* [What to work on]: Could you please find each line in the records that contains the word "must" and copy it?

___ Input records

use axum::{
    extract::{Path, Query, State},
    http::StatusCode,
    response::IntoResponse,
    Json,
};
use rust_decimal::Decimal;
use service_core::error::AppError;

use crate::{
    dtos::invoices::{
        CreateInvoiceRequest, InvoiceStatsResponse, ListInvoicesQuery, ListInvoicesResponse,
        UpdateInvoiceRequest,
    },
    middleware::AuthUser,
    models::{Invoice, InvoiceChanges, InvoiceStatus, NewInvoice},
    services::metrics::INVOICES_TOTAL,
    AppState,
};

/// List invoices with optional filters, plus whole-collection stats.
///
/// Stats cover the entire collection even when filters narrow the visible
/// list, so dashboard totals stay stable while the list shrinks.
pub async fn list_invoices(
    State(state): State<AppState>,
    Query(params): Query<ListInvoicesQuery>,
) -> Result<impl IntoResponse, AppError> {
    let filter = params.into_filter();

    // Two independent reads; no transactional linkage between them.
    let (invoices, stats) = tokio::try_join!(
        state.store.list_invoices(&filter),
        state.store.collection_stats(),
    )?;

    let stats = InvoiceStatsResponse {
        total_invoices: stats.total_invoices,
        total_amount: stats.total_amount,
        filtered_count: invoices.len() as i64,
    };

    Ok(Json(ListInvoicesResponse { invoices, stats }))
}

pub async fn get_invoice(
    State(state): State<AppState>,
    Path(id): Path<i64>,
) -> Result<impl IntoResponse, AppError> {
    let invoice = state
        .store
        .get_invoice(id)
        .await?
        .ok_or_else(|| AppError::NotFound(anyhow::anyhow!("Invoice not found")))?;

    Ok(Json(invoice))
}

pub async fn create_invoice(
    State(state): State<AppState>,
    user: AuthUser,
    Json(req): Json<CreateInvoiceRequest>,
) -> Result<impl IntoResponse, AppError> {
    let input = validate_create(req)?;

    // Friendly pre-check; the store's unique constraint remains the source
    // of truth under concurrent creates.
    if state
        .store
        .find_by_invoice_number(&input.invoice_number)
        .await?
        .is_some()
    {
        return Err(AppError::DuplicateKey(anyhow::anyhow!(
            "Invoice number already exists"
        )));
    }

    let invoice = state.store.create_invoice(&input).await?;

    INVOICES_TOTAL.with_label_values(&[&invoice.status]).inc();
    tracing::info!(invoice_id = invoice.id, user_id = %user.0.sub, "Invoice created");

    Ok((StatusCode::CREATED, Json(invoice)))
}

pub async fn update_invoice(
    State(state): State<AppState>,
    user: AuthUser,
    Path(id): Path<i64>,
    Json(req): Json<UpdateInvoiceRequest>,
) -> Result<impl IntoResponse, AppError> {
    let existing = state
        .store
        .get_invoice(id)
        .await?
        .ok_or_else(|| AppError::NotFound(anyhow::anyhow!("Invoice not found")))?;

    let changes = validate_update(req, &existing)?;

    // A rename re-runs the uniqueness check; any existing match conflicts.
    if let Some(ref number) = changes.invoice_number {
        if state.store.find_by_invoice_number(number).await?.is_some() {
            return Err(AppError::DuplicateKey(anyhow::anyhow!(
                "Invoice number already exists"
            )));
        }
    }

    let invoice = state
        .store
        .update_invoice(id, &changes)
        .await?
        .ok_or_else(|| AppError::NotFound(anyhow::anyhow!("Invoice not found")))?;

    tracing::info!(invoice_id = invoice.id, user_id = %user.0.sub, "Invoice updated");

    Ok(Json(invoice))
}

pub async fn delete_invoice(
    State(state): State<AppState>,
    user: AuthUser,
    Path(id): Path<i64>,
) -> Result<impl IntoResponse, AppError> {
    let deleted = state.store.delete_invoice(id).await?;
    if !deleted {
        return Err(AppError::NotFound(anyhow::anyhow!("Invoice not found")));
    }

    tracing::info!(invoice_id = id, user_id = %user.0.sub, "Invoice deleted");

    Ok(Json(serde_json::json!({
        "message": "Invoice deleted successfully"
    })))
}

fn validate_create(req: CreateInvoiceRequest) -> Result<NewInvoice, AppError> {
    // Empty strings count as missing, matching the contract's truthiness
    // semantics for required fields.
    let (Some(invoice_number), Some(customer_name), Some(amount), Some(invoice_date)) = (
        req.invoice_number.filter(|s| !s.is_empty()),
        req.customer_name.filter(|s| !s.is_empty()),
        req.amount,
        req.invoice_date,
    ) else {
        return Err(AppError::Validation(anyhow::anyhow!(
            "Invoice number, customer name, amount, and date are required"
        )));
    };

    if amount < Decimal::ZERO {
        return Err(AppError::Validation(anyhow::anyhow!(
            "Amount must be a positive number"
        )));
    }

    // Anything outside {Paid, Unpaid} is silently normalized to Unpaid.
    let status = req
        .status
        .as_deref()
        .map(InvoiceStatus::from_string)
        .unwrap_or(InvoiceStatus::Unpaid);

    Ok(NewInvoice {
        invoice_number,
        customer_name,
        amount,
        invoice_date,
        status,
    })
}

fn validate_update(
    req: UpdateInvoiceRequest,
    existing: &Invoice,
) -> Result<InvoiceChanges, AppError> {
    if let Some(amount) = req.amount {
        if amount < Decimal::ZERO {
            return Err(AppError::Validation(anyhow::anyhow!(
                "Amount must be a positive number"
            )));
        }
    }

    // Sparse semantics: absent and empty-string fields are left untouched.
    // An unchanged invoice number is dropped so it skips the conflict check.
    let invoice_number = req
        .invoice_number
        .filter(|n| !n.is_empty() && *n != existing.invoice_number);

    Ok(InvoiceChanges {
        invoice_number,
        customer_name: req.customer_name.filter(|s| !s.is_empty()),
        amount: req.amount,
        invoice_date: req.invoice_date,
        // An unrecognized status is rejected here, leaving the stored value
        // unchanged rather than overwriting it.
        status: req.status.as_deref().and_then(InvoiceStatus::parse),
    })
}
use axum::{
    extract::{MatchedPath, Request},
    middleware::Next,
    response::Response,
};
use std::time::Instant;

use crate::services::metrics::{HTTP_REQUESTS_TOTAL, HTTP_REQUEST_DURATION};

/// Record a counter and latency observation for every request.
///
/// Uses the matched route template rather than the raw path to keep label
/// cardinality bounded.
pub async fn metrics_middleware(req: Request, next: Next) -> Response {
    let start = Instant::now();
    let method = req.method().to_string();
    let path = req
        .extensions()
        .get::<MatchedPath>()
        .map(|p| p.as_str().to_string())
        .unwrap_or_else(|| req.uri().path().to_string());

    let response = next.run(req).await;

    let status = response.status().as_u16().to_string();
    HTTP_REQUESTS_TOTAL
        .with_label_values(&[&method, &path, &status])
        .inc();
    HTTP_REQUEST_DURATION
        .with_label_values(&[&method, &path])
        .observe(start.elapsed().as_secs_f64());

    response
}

______

* [Answer to this problem]:
            "Amount must be a positive number"
                "Amount must be a positive number"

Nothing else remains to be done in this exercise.